I drive to a mall planning to gently expose my pup to a variety of people. Wanting to get a nice flow of people without overwhelming my pup, I choose a parking spot that is away from the entrance and in a quieter row. Since this is the first trip to the mall, we are going to stay in or near the car.
Position yourself so that people and things aren’t coming right at or right up to your pup. Move off sidewalks or paths. Make some space for your pup.
You may be wondering how to choose the right distance for your pup. That’s a great question! Well, it depends. You decide the correct distance for your puppy by watching their body language. If your pup is trying to move further away, that’s an obvious sign they are not comfortable, and you need to create more space. There are other signs to watch for that may not be quite as obvious.

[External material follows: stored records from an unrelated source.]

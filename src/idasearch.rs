//! Helper functionality for IDA* search.

use crate::idasearch::SolveError::OutOfGas;

/// Estimator of the remaining cost. This must never OVER estimate (that is, if it says 10,
/// there really needs to not be a solution of size 9, or the algorithm will generate wrong answers)
/// but it is fine to UNDER estimate. In particular the function |_| 0 is a valid heuristic,
/// although the performance benefits are minimal.
pub trait Heuristic<T> {
    fn estimated_remaining_cost(&self, t: &T) -> usize;
}

// A closure or function of the appropriate signature can be used as a heuristic
impl<T, F: Fn(&T) -> usize> Heuristic<T> for F {
    fn estimated_remaining_cost(&self, t: &T) -> usize {
        self(t)
    }
}

/// Default implementation of a cost heuristic which is just ... no heuristic
/// This is useful for very small puzzles (where making a heuristic is an unnecessary hassle)
/// or for prototyping, or a baseline for comparison (to see what A* is giving you)
pub fn no_heuristic<T>(_t: &T) -> usize {
    0
}

/// Basic functionality required to feed into the IDA* search function.
pub trait Solvable: Sized + Clone {
    type Move: Copy + Clone + Eq + PartialEq;

    /// Determine if the current configuration is solved
    fn is_solved(&self) -> bool;

    /// List the available moves from here. All yielded moves must be applicable to the current
    /// position.
    // Note about IDE warning -- RPITIT is supported in Rust 1.75 but hasn't gotten into the IDE
    // plugin yet
    fn available_moves(&self) -> impl IntoIterator<Item = Self::Move>;

    /// Performance optimization; the implementor may describe which moves are redundant with
    /// each other; that is, if a particular move could follow another move in an optimal solution.
    /// If the moves are redundant but not filtered out by this function, the algorithm
    /// will still give correct results, but the branching factor may be higher than desired,
    /// causing slowness. On the other hand, if this rejects moves which are not actually redundant,
    /// the algorithm may give wrong results or fail to terminate.
    ///
    /// Thus the default rejects nothing, since this is never wrong.
    #[inline(always)]
    // parameters are present for trait implementors, not for the default implementation
    #[allow(unused_variables)]
    fn is_redundant(last_move: Self::Move, next_move: Self::Move) -> bool {
        false
    }

    /// Get the configuration brought about by applying the given move to the current position.
    /// This move is guaranteed to be given by the "available_moves" function for this configuration
    /// and it is fine to panic on invalid input.
    fn apply(&self, m: Self::Move) -> Self;

    /// A safe maximum for the search depth. IDA* will not search deeper than this. This is used
    /// as a stopgap, to prevent infinite searching, which should only occur in case of bugs.
    fn max_fuel() -> usize;
}

#[derive(Debug)]
pub enum SolveError {
    OutOfGas { max_fuel: usize },
}

pub fn solve<S: Solvable, H: Heuristic<S>>(state: &S, heuristic: &H) -> Result<Vec<<S as Solvable>::Move>, SolveError> {
    let max_fuel = S::max_fuel();

    #[derive(Eq, PartialEq, Copy, Clone, Debug)]
    enum SearchResult {
        Found,
        NotFound,
    }

    fn dfs<M: Copy, S: Solvable<Move = M>, H: Heuristic<S>>(
        state: &S,
        heuristic: &H,
        moves_so_far: &mut Vec<M>,
        rem_fuel: usize,
    ) -> SearchResult {
        if state.is_solved() {
            return SearchResult::Found;
        }

        let last_move = moves_so_far.last().copied();

        for m in state.available_moves() {
            // Note -- we don't need this in the config-depth algorithm because that
            // one has a HashSet that automatically deduplicates states.
            if last_move.is_some() && S::is_redundant(last_move.unwrap(), m) {
                continue;
            }

            let next = state.apply(m);

            let min_cost = heuristic.estimated_remaining_cost(&next) + 1;

            if min_cost > rem_fuel {
                continue;
            }

            moves_so_far.push(m);

            let sr_child = dfs(&next, heuristic, moves_so_far, rem_fuel - 1);
            if sr_child == SearchResult::Found {
                return sr_child;
            }

            moves_so_far.pop();
        }

        SearchResult::NotFound
    }

    for fuel in 0..=max_fuel {
        let mut solution = Vec::new();

        let sr = dfs(state, heuristic, &mut solution, fuel);

        if sr == SearchResult::Found {
            return Ok(solution);
        }
    }

    Err(OutOfGas { max_fuel })
}
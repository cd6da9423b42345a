//! The four pattern databases and their combined heuristic.

pub mod build;
pub mod store;

use crate::cube::RubikState;
use crate::idasearch::Heuristic;
use crate::pdbkey;
use store::PdbTable;

/// The four PDBs bundled together, admissibly combined by taking the max.
pub struct PdbSet {
    pub corner: PdbTable,
    pub alledge: PdbTable,
    pub edgesplit0: PdbTable,
    pub edgesplit1: PdbTable,
}

impl PdbSet {
    pub fn heuristic(&self, state: &RubikState) -> u8 {
        let hc = self.corner.get(pdbkey::key_corners(state));
        let he = self.alledge.get(pdbkey::key_alledges(state));
        let h0 = self.edgesplit0.get(pdbkey::key_edgesplit(state, 0));
        let h1 = self.edgesplit1.get(pdbkey::key_edgesplit(state, 1));
        hc.max(he).max(h0).max(h1)
    }
}

impl Heuristic<RubikState> for PdbSet {
    fn estimated_remaining_cost(&self, t: &RubikState) -> usize {
        self.heuristic(t) as usize
    }
}
//! Top-level optimal solve: iterative deepening over admissible bound `g+h`,
//! switching from a single-threaded search to the root-split parallel driver
//! once the bound grows past the initial heuristic by a configurable
//! margin (spec.md §4.7).

use std::sync::atomic::{AtomicBool, Ordering};
use std::time::{Duration, Instant};

use enum_iterator::all;
use log::{debug, info};

use crate::cube::{is_move_redundant, Move, RubikState};
use crate::error::SolverError;
use crate::parallel;
use crate::pdb::PdbSet;

/// Runtime knobs for a solve, reachable from both the CLI and library
/// callers.
#[derive(Clone, Debug)]
pub struct SolverConfig {
    /// Worker count for the root-split phase. `None` defers to rayon's
    /// global pool (`rayon::current_num_threads`).
    pub threads: Option<usize>,
    /// God's number; never search past this many moves.
    pub max_depth: u8,
    pub timeout: Option<Duration>,
    /// How many bounds past the initial heuristic to search single-threaded
    /// before switching to the root-split driver.
    pub root_split_margin: u8,
}

impl Default for SolverConfig {
    fn default() -> Self {
        SolverConfig {
            threads: None,
            max_depth: 20,
            timeout: None,
            root_split_margin: 4,
        }
    }
}

/// Finds an optimal (shortest quarter/half-turn-metric) solution for
/// `start`.
pub fn solve(start: &RubikState, pdbs: &PdbSet, config: &SolverConfig) -> Result<Vec<Move>, SolverError> {
    if let Some(threads) = config.threads {
        return solve_with_pool(start, pdbs, config, threads);
    }
    solve_inner(start, pdbs, config)
}

fn solve_with_pool(
    start: &RubikState,
    pdbs: &PdbSet,
    config: &SolverConfig,
    threads: usize,
) -> Result<Vec<Move>, SolverError> {
    let pool = rayon::ThreadPoolBuilder::new()
        .num_threads(threads)
        .build()
        .expect("failed to build rayon thread pool");
    pool.install(|| solve_inner(start, pdbs, config))
}

fn solve_inner(start: &RubikState, pdbs: &PdbSet, config: &SolverConfig) -> Result<Vec<Move>, SolverError> {
    let deadline = config.timeout.map(|d| Instant::now() + d);
    let initial_h = pdbs.heuristic(start);
    let mut bound = initial_h;

    loop {
        if bound > config.max_depth {
            return Err(SolverError::SearchExhausted);
        }
        info!("opening IDA* bound {bound}");
        let deep = bound.saturating_sub(initial_h) > config.root_split_margin;

        let found = if deep {
            parallel::root_split_search(start, pdbs, bound, deadline)?
        } else {
            // Nothing to cancel in the single-threaded path; a fresh,
            // never-set flag keeps `dfs`'s signature uniform across callers.
            let cancelled = AtomicBool::new(false);
            let mut path = Vec::new();
            let mut visited = 0u64;
            let hit = dfs(start, 0, None, bound, pdbs, deadline, &cancelled, &mut visited, &mut path)?;
            if hit {
                Some(path)
            } else {
                None
            }
        };

        match found {
            Some(moves) => return Ok(moves),
            None => bound += 1,
        }
    }
}

/// One bounded depth-first pass at a fixed `bound`. Returns whether the goal
/// was reached, with `path` holding the move sequence on success.
///
/// `cancelled` is checked once per call — one recursive call is one node,
/// i.e. one depth boundary (spec.md §5: "checked at depth boundaries, not at
/// every node"), so a root-split peer's win is observed promptly without an
/// atomic load per move tried at that node.
pub(crate) fn dfs(
    state: &RubikState,
    g: u8,
    last: Option<Move>,
    bound: u8,
    pdbs: &PdbSet,
    deadline: Option<Instant>,
    cancelled: &AtomicBool,
    visited: &mut u64,
    path: &mut Vec<Move>,
) -> Result<bool, SolverError> {
    if state.is_solved() {
        return Ok(true);
    }

    if cancelled.load(Ordering::Relaxed) {
        return Ok(false);
    }

    *visited += 1;
    if *visited % 4096 == 0 {
        if let Some(dl) = deadline {
            if Instant::now() > dl {
                return Err(SolverError::Timeout);
            }
        }
    }

    for m in all::<Move>() {
        if is_move_redundant(last, m) {
            continue;
        }
        let child = state.apply(m);
        let h = pdbs.heuristic(&child);
        if g + 1 + h > bound {
            continue;
        }
        path.push(m);
        debug!("descend {m} at g={g}");
        if dfs(&child, g + 1, Some(m), bound, pdbs, deadline, cancelled, visited, path)? {
            return Ok(true);
        }
        path.pop();
    }

    Ok(false)
}

#[cfg(test)]
mod tests {
    use super::*;
    use crate::pdb::store::PdbTable;

    /// A PDB backed by an always-zero table: the heuristic is the trivial
    /// (but still admissible) `h = 0`, so `solve` degrades to plain
    /// breadth-bounded IDA*. Good enough to exercise the search loop without
    /// building real, full-scale tables.
    fn zero_pdbs() -> PdbSet {
        PdbSet {
            corner: PdbTable::from_vec(vec![0u8; crate::pdbkey::N_CORNER_KEYS as usize]),
            alledge: PdbTable::from_vec(vec![0u8; crate::pdbkey::N_ALLEDGE_KEYS as usize]),
            edgesplit0: PdbTable::from_vec(vec![0u8; crate::pdbkey::N_EDGESPLIT_KEYS as usize]),
            edgesplit1: PdbTable::from_vec(vec![0u8; crate::pdbkey::N_EDGESPLIT_KEYS as usize]),
        }
    }

    #[test]
    fn solved_state_solves_in_zero_moves() {
        let pdbs = zero_pdbs();
        let config = SolverConfig::default();
        let solution = solve(&RubikState::solved(), &pdbs, &config).unwrap();
        assert!(solution.is_empty());
    }

    #[test]
    fn single_move_scramble_solves_in_one_move() {
        let pdbs = zero_pdbs();
        let config = SolverConfig::default();
        let scrambled = RubikState::solved().apply(Move::U);
        let solution = solve(&scrambled, &pdbs, &config).unwrap();
        assert_eq!(solution, vec![Move::Up]);
        assert!(scrambled.apply_all(&solution).is_solved());
    }

    #[test]
    fn solution_is_optimal_for_a_two_move_scramble() {
        let pdbs = zero_pdbs();
        let config = SolverConfig::default();
        let scrambled = RubikState::solved().apply(Move::U).apply(Move::R);
        let solution = solve(&scrambled, &pdbs, &config).unwrap();
        assert_eq!(solution.len(), 2);
        assert!(scrambled.apply_all(&solution).is_solved());
    }

    #[test]
    fn checkerboard_pattern_solves_within_six_moves() {
        let pdbs = zero_pdbs();
        let config = SolverConfig::default();
        let scrambled = RubikState::solved()
            .apply(Move::U2)
            .apply(Move::D2)
            .apply(Move::R2)
            .apply(Move::L2)
            .apply(Move::F2)
            .apply(Move::B2);
        let solution = solve(&scrambled, &pdbs, &config).unwrap();
        assert!(solution.len() <= 6);
        assert!(scrambled.apply_all(&solution).is_solved());
    }

    /// Scenarios beyond a handful of moves need the real pattern-database
    /// heuristic to search in reasonable time — an all-zero heuristic turns
    /// IDA* into brute-force breadth-first search, which is fine for depth
    /// <= 6 but not for God's-number-deep instances like a superflip or the
    /// published 17-move case. Those run as `#[ignore]`d integration checks
    /// against PDBs built by `build-pdbs`, pointed at by `RUBIK_KORF_PDB_DIR`.
    #[test]
    #[ignore = "needs real pattern databases; run with --ignored and RUBIK_KORF_PDB_DIR set"]
    fn superflip_solves_in_twenty_moves() {
        let pdb_dir = std::env::var("RUBIK_KORF_PDB_DIR").expect("RUBIK_KORF_PDB_DIR must point at built PDBs");
        let pdbs = load_pdbs_for_test(&pdb_dir);
        let config = SolverConfig::default();

        // All 12 edges flipped in place, every corner and every permutation
        // fixed: apply the well-known superflip-inducing sequence to the
        // solved state rather than hand-writing the face-id array.
        let sequence = [
            Move::U, Move::R2, Move::F, Move::B, Move::R, Move::B2, Move::R, Move::U2, Move::L, Move::B2, Move::R,
            Move::Up, Move::Dp, Move::R2, Move::F, Move::Rp, Move::L, Move::B2, Move::U2, Move::F2,
        ];
        let superflip = RubikState::solved().apply_all(&sequence);

        let solution = solve(&superflip, &pdbs, &config).unwrap();
        assert_eq!(solution.len(), 20);
        assert!(superflip.apply_all(&solution).is_solved());
    }

    #[test]
    #[ignore = "needs real pattern databases; run with --ignored and RUBIK_KORF_PDB_DIR set"]
    fn published_seventeen_move_instance_solves_optimally() {
        let pdb_dir = std::env::var("RUBIK_KORF_PDB_DIR").expect("RUBIK_KORF_PDB_DIR must point at built PDBs");
        let pdbs = load_pdbs_for_test(&pdb_dir);
        let config = SolverConfig::default();

        let face_ids: [u8; 48] = [
            9, 32, 29, 68, 13, 41, 24, 76, 25, 40, 12, 61, 21, 64, 1, 52, 2, 65, 20, 72, 6, 36, 18, 44, 16, 37, 5, 56,
            30, 33, 8, 49, 26, 53, 0, 45, 17, 48, 10, 77, 28, 57, 4, 73, 22, 60, 14, 69,
        ];
        let start = RubikState(face_ids);

        let solution = solve(&start, &pdbs, &config).unwrap();
        assert_eq!(solution.len(), 17);
        assert!(start.apply_all(&solution).is_solved());
    }

    #[cfg(test)]
    fn load_pdbs_for_test(dir: &str) -> PdbSet {
        use std::path::Path;
        let dir = Path::new(dir);
        PdbSet {
            corner: PdbTable::load(&dir.join("corner.pdb")).unwrap(),
            alledge: PdbTable::load(&dir.join("alledge.pdb")).unwrap(),
            edgesplit0: PdbTable::load(&dir.join("edgesplit0.pdb")).unwrap(),
            edgesplit1: PdbTable::load(&dir.join("edgesplit1.pdb")).unwrap(),
        }
    }
}
// Copyright 2021 Rayhaan Jaufeerally.
//
// Licensed under the Apache License, Version 2.0 (the "License");
// you may not use this file except in compliance with the License.
// You may obtain a copy of the License at
//
//      http://www.apache.org/licenses/LICENSE-2.0
//
// Unless required by applicable law or agreed to in writing, software
// distributed under the License is distributed on an "AS IS" BASIS,
// WITHOUT WARRANTIES OR CONDITIONS OF ANY KIND, either express or implied.
// See the License for the specific language governing permissions and
// limitations under the License.

//! Shared fixtures for the integration tests.
//!
//! A router is built from a base policy plus named fragments. Fragments are
//! partial attribute sets merged with `PeerAttributes::overlay`, later
//! fragments taking precedence, so a test reads as the composition of the
//! behaviours it needs.

use std::net::Ipv4Addr;

use routeplan_policy::schema::{
    AcceptOption, BgpConfig, PeerAttributes, PeerConfig, PeerType, RedistributeOption,
    RouterConfig,
};
use routeplan_policy::{compile_router, CompileError, PolicyDocument, RuntimeLists};

pub fn init() {
    match tracing_subscriber::fmt()
        .with_env_filter("routeplan_policy=debug")
        .try_init()
    {
        Ok(()) => {}
        Err(e) => {
            eprintln!("Failed to setup tracing: {}", e);
        }
    }
}

pub const LOCAL_ASN: u32 = 65000;

/// Composes fragments, each overriding the ones before it.
pub fn compose(fragments: &[PeerAttributes]) -> PeerAttributes {
    fragments
        .iter()
        .fold(PeerAttributes::default(), |acc, fragment| {
            fragment.overlay(&acc)
        })
}

pub mod fragments {
    use super::*;

    pub fn redistribute(flags: &[(RedistributeOption, bool)]) -> PeerAttributes {
        let mut attrs = PeerAttributes::default();
        attrs.redistribute.extend(flags.iter().copied());
        attrs
    }

    pub fn accept(flags: &[(AcceptOption, bool)]) -> PeerAttributes {
        let mut attrs = PeerAttributes::default();
        attrs.accept.extend(flags.iter().copied());
        attrs
    }

    pub fn rr_cluster_id(id: Ipv4Addr) -> PeerAttributes {
        PeerAttributes {
            rr_cluster_id: Some(id),
            ..Default::default()
        }
    }

    pub fn passive(on: bool) -> PeerAttributes {
        PeerAttributes {
            passive: Some(on),
            ..Default::default()
        }
    }
}

/// A router under construction.
#[derive(Debug, Clone)]
pub struct Fixture {
    router: RouterConfig,
}

impl Default for Fixture {
    fn default() -> Self {
        Self::new()
    }
}

impl Fixture {
    /// Base policy: router 0.0.0.1 running BGP in AS 65000 with no peers.
    pub fn new() -> Self {
        let mut router = RouterConfig::new(Ipv4Addr::new(0, 0, 0, 1));
        router.bgp = Some(BgpConfig::new(LOCAL_ASN));
        Fixture { router }
    }

    pub fn global(mut self, fragments: &[PeerAttributes]) -> Self {
        if let Some(bgp) = self.router.bgp.as_mut() {
            bgp.attributes = compose(fragments).overlay(&bgp.attributes);
        }
        self
    }

    pub fn peer(
        mut self,
        name: &str,
        asn: u32,
        peer_type: PeerType,
        fragments: &[PeerAttributes],
    ) -> Self {
        let mut peer = PeerConfig::new(name, asn, peer_type);
        peer.attributes = compose(fragments);
        if let Some(bgp) = self.router.bgp.as_mut() {
            bgp.add_peer(peer);
        }
        self
    }

    pub fn static_route(mut self, route: &str) -> Self {
        match route.parse() {
            Ok(route) => self.router.static_routes.push(route),
            Err(e) => panic!("bad static route fixture '{}': {}", route, e),
        }
        self
    }

    pub fn router(&self) -> &RouterConfig {
        &self.router
    }

    pub fn compile(&self, lists: &RuntimeLists) -> Result<PolicyDocument, CompileError> {
        compile_router(&self.router, lists)
    }

    /// Messages of a compile that is expected to fail validation.
    pub fn failures(&self, lists: &RuntimeLists) -> Vec<String> {
        match self.compile(lists) {
            Err(CompileError::Validation(errors)) => {
                errors.messages().into_iter().map(String::from).collect()
            }
            Err(e) => panic!("expected validation failures, got {}", e),
            Ok(_) => vec![],
        }
    }
}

They are not interested in the super yummy treats.
Their mouth is rougher than usual.
Your pup can’t stay calmly at your side.
Watch your puppy. Ensure they are relaxed and comfortable and are not showing any signs of anxiety or conflict.
Make It Positive
Following the first 2 steps will get you on your way to providing better socializing experiences. There’s still one important step that many parents miss. To create a great experience for your puppy, we want to go beyond just feeling comfortable, and create a positive association. The easiest way to do this is to pair yummy food with the experience.
Timing matters for this. Be sure that the food comes out and you give a treat once the person, object or noise appears, or your pup is aware of it – not before. Continue feeding until it goes away or you leave.
Always take food with you when you leave the house. Provide treats as socializing opportunities arise.
Following these 3 steps will help you make the most of your puppy’s experiences and get the results you are hoping for. Don’t waste your time and your puppy’s critical period. Get out and get positive.
Note: If you are doing socializing setups inside, the same principles apply. Since your pup will be off leash, they will mostly be able to choose the distance that they are comfortable with. Do not lure or try to encourage your pup to go up to or interact with the item. Let them explore to the degree they are OK with. Remember to make it extra positive by providing treats throughout the exposure.